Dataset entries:
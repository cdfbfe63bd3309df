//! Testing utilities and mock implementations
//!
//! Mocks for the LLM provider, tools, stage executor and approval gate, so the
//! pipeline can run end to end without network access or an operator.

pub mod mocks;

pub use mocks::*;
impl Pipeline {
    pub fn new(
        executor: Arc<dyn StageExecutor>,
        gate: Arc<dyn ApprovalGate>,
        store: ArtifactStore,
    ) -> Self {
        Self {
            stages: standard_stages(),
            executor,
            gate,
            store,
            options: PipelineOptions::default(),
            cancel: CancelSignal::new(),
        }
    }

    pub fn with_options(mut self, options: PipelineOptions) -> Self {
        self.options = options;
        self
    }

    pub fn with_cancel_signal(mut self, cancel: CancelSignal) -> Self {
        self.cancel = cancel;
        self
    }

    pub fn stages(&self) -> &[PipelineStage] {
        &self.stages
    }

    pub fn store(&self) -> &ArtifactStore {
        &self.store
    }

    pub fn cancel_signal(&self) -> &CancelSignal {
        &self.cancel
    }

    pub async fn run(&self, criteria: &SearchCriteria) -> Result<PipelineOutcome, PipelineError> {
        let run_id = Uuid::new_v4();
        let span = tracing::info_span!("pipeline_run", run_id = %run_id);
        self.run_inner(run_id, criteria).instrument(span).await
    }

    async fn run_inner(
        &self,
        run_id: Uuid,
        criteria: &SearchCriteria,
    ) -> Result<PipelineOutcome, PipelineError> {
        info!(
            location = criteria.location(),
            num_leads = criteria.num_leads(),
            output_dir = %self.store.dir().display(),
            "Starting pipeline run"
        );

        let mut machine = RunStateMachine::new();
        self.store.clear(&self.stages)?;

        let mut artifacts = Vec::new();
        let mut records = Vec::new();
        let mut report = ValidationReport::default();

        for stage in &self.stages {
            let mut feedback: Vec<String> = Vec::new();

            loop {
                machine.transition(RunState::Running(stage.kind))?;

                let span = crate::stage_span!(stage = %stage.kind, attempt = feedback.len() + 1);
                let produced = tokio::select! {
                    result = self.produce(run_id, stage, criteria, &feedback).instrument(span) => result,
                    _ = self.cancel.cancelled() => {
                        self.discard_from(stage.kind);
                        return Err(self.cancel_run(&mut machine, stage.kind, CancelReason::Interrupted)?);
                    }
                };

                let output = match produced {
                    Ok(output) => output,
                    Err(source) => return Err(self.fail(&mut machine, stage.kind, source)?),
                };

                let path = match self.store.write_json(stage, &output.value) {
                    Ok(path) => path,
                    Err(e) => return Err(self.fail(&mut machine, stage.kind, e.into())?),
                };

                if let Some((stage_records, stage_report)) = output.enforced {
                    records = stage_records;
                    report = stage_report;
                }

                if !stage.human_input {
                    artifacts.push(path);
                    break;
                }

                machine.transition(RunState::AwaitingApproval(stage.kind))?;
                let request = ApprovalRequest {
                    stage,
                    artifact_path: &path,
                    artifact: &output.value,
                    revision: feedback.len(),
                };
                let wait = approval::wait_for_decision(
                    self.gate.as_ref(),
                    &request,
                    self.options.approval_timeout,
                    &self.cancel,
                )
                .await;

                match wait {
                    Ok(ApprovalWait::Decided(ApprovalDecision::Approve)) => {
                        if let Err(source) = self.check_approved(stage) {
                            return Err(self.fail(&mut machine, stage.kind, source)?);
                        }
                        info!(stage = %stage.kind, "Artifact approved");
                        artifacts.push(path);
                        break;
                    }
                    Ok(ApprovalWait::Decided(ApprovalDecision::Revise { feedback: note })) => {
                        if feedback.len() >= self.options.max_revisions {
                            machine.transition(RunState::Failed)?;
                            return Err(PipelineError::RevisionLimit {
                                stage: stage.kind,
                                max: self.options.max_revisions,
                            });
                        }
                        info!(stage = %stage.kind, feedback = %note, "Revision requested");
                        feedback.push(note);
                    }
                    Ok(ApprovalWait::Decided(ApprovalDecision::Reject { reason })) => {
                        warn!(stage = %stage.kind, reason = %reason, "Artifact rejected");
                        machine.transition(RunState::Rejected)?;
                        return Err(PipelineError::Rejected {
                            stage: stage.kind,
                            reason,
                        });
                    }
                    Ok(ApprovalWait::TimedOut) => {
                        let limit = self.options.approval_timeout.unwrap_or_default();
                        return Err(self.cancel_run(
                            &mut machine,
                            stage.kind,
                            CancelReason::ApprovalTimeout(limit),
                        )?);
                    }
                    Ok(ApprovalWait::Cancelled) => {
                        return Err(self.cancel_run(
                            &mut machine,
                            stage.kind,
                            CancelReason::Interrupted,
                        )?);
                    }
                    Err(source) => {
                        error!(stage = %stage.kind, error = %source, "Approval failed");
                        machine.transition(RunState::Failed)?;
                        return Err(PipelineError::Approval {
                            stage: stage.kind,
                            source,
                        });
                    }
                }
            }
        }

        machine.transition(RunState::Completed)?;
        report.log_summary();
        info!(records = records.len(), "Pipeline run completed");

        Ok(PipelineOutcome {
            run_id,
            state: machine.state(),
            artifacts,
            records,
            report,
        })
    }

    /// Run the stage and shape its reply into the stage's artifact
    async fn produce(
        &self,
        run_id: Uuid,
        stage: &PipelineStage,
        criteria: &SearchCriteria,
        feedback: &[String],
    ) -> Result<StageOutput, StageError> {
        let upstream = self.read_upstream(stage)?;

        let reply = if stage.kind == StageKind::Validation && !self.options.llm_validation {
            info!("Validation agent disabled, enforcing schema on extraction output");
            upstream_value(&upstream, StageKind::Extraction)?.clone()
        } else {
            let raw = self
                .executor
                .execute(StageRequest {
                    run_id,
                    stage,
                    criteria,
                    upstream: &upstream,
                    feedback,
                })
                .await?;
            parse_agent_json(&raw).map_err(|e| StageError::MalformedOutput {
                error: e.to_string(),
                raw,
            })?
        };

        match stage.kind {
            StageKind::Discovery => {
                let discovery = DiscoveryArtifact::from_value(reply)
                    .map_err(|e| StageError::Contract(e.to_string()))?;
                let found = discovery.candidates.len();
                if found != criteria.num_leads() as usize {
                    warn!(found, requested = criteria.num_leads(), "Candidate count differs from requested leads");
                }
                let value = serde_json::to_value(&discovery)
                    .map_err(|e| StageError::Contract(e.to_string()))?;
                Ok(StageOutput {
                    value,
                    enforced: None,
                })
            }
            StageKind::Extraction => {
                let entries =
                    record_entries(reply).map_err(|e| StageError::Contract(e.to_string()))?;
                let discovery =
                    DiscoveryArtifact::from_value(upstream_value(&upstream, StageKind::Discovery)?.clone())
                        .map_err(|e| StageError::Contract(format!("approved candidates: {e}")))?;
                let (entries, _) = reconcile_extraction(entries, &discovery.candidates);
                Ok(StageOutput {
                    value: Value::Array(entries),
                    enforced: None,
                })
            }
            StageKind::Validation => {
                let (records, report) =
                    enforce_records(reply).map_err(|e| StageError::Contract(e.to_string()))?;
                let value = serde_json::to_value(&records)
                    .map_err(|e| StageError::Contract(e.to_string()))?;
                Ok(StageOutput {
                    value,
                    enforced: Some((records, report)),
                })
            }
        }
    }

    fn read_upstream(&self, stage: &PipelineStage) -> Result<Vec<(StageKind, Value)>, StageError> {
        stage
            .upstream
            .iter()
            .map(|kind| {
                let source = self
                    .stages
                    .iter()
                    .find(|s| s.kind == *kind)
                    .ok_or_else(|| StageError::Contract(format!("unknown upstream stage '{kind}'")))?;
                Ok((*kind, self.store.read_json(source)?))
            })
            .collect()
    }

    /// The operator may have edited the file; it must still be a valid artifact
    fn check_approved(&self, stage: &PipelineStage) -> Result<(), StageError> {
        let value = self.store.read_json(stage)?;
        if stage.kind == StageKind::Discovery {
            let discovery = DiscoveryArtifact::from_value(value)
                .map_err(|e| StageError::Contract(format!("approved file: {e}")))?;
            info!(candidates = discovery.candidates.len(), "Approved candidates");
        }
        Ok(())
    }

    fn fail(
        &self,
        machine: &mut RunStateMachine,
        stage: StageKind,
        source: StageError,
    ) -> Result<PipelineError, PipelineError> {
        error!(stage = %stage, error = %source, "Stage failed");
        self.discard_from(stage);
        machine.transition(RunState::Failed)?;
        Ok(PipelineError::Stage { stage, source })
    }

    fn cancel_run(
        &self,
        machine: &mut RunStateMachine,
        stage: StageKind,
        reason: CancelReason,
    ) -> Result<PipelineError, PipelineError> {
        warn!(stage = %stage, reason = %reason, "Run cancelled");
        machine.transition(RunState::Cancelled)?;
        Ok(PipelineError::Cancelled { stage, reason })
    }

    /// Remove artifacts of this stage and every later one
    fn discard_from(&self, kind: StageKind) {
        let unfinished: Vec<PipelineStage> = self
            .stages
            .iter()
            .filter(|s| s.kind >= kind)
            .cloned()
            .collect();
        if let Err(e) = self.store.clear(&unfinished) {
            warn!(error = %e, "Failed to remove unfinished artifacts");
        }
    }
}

▶ **Task directions**: Out of the data above, set down the lines from the one with "pub fn stages(&self)" to the one with "pub async fn", both included, exactly as written and with no additions.

▶ **Final answer**:
    pub fn stages(&self) -> &[PipelineStage] {
        &self.stages
    }

    pub fn store(&self) -> &ArtifactStore {
        &self.store
    }

    pub fn cancel_signal(&self) -> &CancelSignal {
        &self.cancel
    }

    pub async fn run(&self, criteria: &SearchCriteria) -> Result<PipelineOutcome, PipelineError> {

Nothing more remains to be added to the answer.